Marszałek Elżbieta Witek ruszyła w Polskę i poza wiwatami spotkały ją też głosy protestu. W Otyniu w województwie lubuskim na spotkaniu Witek z sympatykami PiS pojawiła się grupa osób, która skandowała hasła „konstytucja” i „wolne sądy”. Protestujący reprezentowali lubuski KOD, według Onetu była wśród nich także Agnieszka Chyrc ze Strajku Kobiet i Instytutu Równości w Zielonej Górze.
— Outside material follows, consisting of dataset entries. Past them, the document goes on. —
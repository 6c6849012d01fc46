//! Error types for the sync protocol.

use thiserror::Error;

/// Result type for protocol operations.
pub type ProtocolResult<T> = Result<T, ProtocolError>;

/// Errors raised while encoding, decoding or parsing protocol values.
#[derive(Error, Debug)]
pub enum ProtocolError {
    /// CBOR encoding failed.
    #[error("encode error: {0}")]
    Encode(String),

    /// CBOR decoding failed.
    #[error("decode error: {0}")]
    Decode(String),

    /// A resolution strategy name outside the closed set.
    #[error("unknown resolution strategy: {0:?}")]
    UnknownStrategy(String),

    /// A document id that is not a valid UUID.
    #[error("invalid document id: {0:?}")]
    InvalidDocumentId(String),
}

#[cfg(test)]
mod tests {
    use super::*;

    #[test]
    fn error_display() {
        let err = ProtocolError::UnknownStrategy("theirs".into());
        assert_eq!(err.to_string(), "unknown resolution strategy: \"theirs\"");

        let err = ProtocolError::Decode("unexpected end".into());
        assert!(err.to_string().contains("unexpected end"));
    }
}
//! # QuoteSync Protocol
//!
//! Document, conflict and wire types shared by the quotation sync engine
//! and the authoritative server.
//!
//! This crate provides:
//! - `QuotationDocument` and its opaque field-level `Payload`
//! - Field-level diffing against a common ancestor
//! - `ConflictInfo` and the closed `ResolutionStrategy` set
//! - Protocol messages (Push, Pull, Error)
//! - CBOR encoding/decoding
//!
//! This is a pure protocol crate with no I/O operations.

#![deny(unsafe_code)]
#![warn(missing_docs)]

mod codec;
mod conflict;
mod diff;
mod document;
mod error;
mod messages;

pub use codec::{from_cbor, to_cbor};
pub use conflict::{ConflictInfo, ResolutionStrategy};
pub use diff::{changed_fields, conflicting_fields, field_differs, union_fields};
pub use document::{DocumentId, Payload, QuotationDocument};
pub use error::{ProtocolError, ProtocolResult};
pub use messages::{
    ErrorKind, ErrorResponse, FieldViolation, PullRequest, PullResponse, PushOutcome,
    PushRequest, PushResponse,
};
//! Shared helpers for engine integration tests.

#![allow(dead_code)]

use parking_lot::Mutex;
use quotesync_engine::{
    LoopbackServer, MemoryStorage, RemoteGateway, SessionBus, SyncConfig, SyncCoordinator,
    SyncError, SyncObserver, SyncResult, SyncStatus,
};
use quotesync_protocol::{
    ConflictInfo, PullRequest, PushOutcome, PushRequest, QuotationDocument,
};
use quotesync_server::{QuotationServer, ServerError};
use std::sync::atomic::{AtomicBool, AtomicUsize, Ordering};
use std::sync::Arc;

/// A gateway that calls an in-process server directly.
pub struct LocalGateway {
    server: Arc<QuotationServer>,
    reachable: AtomicBool,
    pushes: AtomicUsize,
    pulls: AtomicUsize,
}

impl LocalGateway {
    pub fn new(server: Arc<QuotationServer>) -> Self {
        Self {
            server,
            reachable: AtomicBool::new(true),
            pushes: AtomicUsize::new(0),
            pulls: AtomicUsize::new(0),
        }
    }

    pub fn set_reachable(&self, reachable: bool) {
        self.reachable.store(reachable, Ordering::SeqCst);
    }

    pub fn push_calls(&self) -> usize {
        self.pushes.load(Ordering::SeqCst)
    }

    pub fn pull_calls(&self) -> usize {
        self.pulls.load(Ordering::SeqCst)
    }

    fn check_reachable(&self) -> SyncResult<()> {
        if self.reachable.load(Ordering::SeqCst) {
            Ok(())
        } else {
            Err(SyncError::transport_retryable("connection refused"))
        }
    }
}

fn to_sync_error(err: ServerError) -> SyncError {
    let message = err.to_string();
    match err {
        ServerError::Validation(violations) => SyncError::Validation {
            message,
            violations,
        },
        ServerError::DocumentNotFound(_) => SyncError::DocumentNotFound,
        _ => SyncError::Protocol(message),
    }
}

impl RemoteGateway for LocalGateway {
    async fn push(&self, request: &PushRequest) -> SyncResult<PushOutcome> {
        self.pushes.fetch_add(1, Ordering::SeqCst);
        self.check_reachable()?;
        self.server
            .handle_push(request.clone())
            .map(|response| response.into_outcome())
            .map_err(to_sync_error)
    }

    async fn pull(&self, request: &PullRequest) -> SyncResult<QuotationDocument> {
        self.pulls.fetch_add(1, Ordering::SeqCst);
        self.check_reachable()?;
        self.server
            .handle_pull(request.clone())
            .map(|response| response.into_document())
            .map_err(to_sync_error)
    }
}

/// Serves loopback HTTP requests from a shared server.
pub struct SharedServer(pub Arc<QuotationServer>);

impl LoopbackServer for SharedServer {
    fn handle_post(&self, path: &str, body: &[u8]) -> (u16, Vec<u8>) {
        self.0.handle_post(path, body)
    }
}

/// Records every observer callback.
#[derive(Default)]
pub struct Recorder {
    pub conflicts: Mutex<Vec<ConflictInfo>>,
    pub remote_updates: Mutex<Vec<u64>>,
    pub statuses: Mutex<Vec<SyncStatus>>,
}

impl SyncObserver for Recorder {
    fn on_conflict(&self, conflict: &ConflictInfo) {
        self.conflicts.lock().push(conflict.clone());
    }

    fn on_remote_update(&self, document: &QuotationDocument) {
        self.remote_updates.lock().push(document.version);
    }

    fn on_status_change(&self, status: SyncStatus) {
        self.statuses.lock().push(status);
    }
}

pub type LocalSession = SyncCoordinator<Arc<LocalGateway>, Arc<MemoryStorage>>;

/// A session with its own gateway, storage and observer.
pub struct Harness {
    pub session: Arc<LocalSession>,
    pub gateway: Arc<LocalGateway>,
    pub storage: Arc<MemoryStorage>,
    pub recorder: Arc<Recorder>,
}

impl Harness {
    pub fn new(server: &Arc<QuotationServer>) -> Self {
        Self::build(server, SyncConfig::interactive(), Arc::new(MemoryStorage::new()), None)
    }

    pub fn with_bus(server: &Arc<QuotationServer>, bus: &Arc<SessionBus>) -> Self {
        Self::build(
            server,
            SyncConfig::interactive(),
            Arc::new(MemoryStorage::new()),
            Some(Arc::clone(bus)),
        )
    }

    pub fn build(
        server: &Arc<QuotationServer>,
        config: SyncConfig,
        storage: Arc<MemoryStorage>,
        bus: Option<Arc<SessionBus>>,
    ) -> Self {
        let gateway = Arc::new(LocalGateway::new(Arc::clone(server)));
        let recorder = Arc::new(Recorder::default());
        let mut session =
            SyncCoordinator::new(config, Arc::clone(&gateway), Arc::clone(&storage))
                .with_observer(recorder.clone());
        if let Some(bus) = bus {
            session = session.with_bus(bus);
        }
        Self {
            session: Arc::new(session),
            gateway,
            storage,
            recorder,
        }
    }
}
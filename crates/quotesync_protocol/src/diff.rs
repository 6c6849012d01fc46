//! Field-level diffing against a common ancestor.
//!
//! Diffing never descends into field values: two values are either equal
//! or they differ. An absent field compares as distinct from every present
//! value.

use crate::document::Payload;
use std::collections::BTreeSet;

/// Returns true if `field` holds different values in `a` and `b`.
pub fn field_differs(a: &Payload, b: &Payload, field: &str) -> bool {
    a.get(field) != b.get(field)
}

/// Returns the sorted union of field names across all payloads.
pub fn union_fields(payloads: &[&Payload]) -> BTreeSet<String> {
    payloads
        .iter()
        .flat_map(|p| p.field_names().cloned())
        .collect()
}

/// Returns the fields whose value changed from `from` to `to`.
pub fn changed_fields(from: &Payload, to: &Payload) -> BTreeSet<String> {
    union_fields(&[from, to])
        .into_iter()
        .filter(|field| field_differs(from, to, field))
        .collect()
}

/// Returns the fields both replicas changed since `base` to different values.
///
/// A field edited only locally or only remotely is not a conflict; it can be
/// carried over automatically. A field both sides set to the same value is
/// not a conflict either.
pub fn conflicting_fields(base: &Payload, working: &Payload, server: &Payload) -> BTreeSet<String> {
    union_fields(&[base, working, server])
        .into_iter()
        .filter(|field| {
            field_differs(base, server, field)
                && field_differs(working, base, field)
                && field_differs(working, server, field)
        })
        .collect()
}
Mówienie do przychylnego tłumu jest znacznie prostsze niż reakcja na niezadowolenie. W takiej sytuacji do głosu dochodzi stres, może się zdarzyć, że powie się o kilka słów za dużo. Coś, co chodzi po głowie, ale w komfortowych warunkach nie przeszłoby przez usta. Marszałek Elżbieta Witek 17 lipca podczas wiecu w Otyniu ewidentnie powiedziała za dużo.
Bierzecie, bierzecie
Wiele mówi się o jej słowach, że „tutaj jest Polska, nie Unia Europejska”. Warto oczywiście przypomnieć pani marszałek, że rzeczywistość jest czasem nieco bardziej skomplikowana, niż może jej się wydawać, i często dwie rzeczy mogą współistnieć – tak jak Polska i Unia Europejska. Ale my zwróciliśmy również uwagę na inny fragment jej przemówienia.
O protestujących mówiła tak:
„Jestem ciekawa, czy któryś z nich nie korzysta z emerytury w wieku 60 lub 65 lat, a może ktoś nie bierze 500 plus, albo może zrezygnował z 300 plus, albo z darmowych leków dla seniorów.
No nie, proszę państwa, biorą, bo jak mówią, że jak dają, to się bierze. A ja myślę, że warto byłoby się unieść honorem i od tego wrednego rządu pisowego nie brać! A bierzecie, bierzecie, bez żadnych skrupułów bierzecie. Bierzecie i nie narzekacie.
To jest mało honorowe. Bo ja, gdybym się nie zgadzała z decyzjami takiego rządu, to nic bym od takiego rządu nie wzięła”.
To osobliwa wypowiedź, którą warto napiętnować z kilku powodów. Nie jest to wypowiedź szeregowej posłanki. Funkcja marszałka Sejmu jest w polskim systemie politycznym bardzo ważna. Mimo że PiS wywrócił do góry nogami logikę konstytucyjnej hierarchii i na ważnych stanowiskach – prezydenta, marszałka Sejmu – umieszcza osoby, które cechują się przede wszystkim wiernością wobec szefostwa partii.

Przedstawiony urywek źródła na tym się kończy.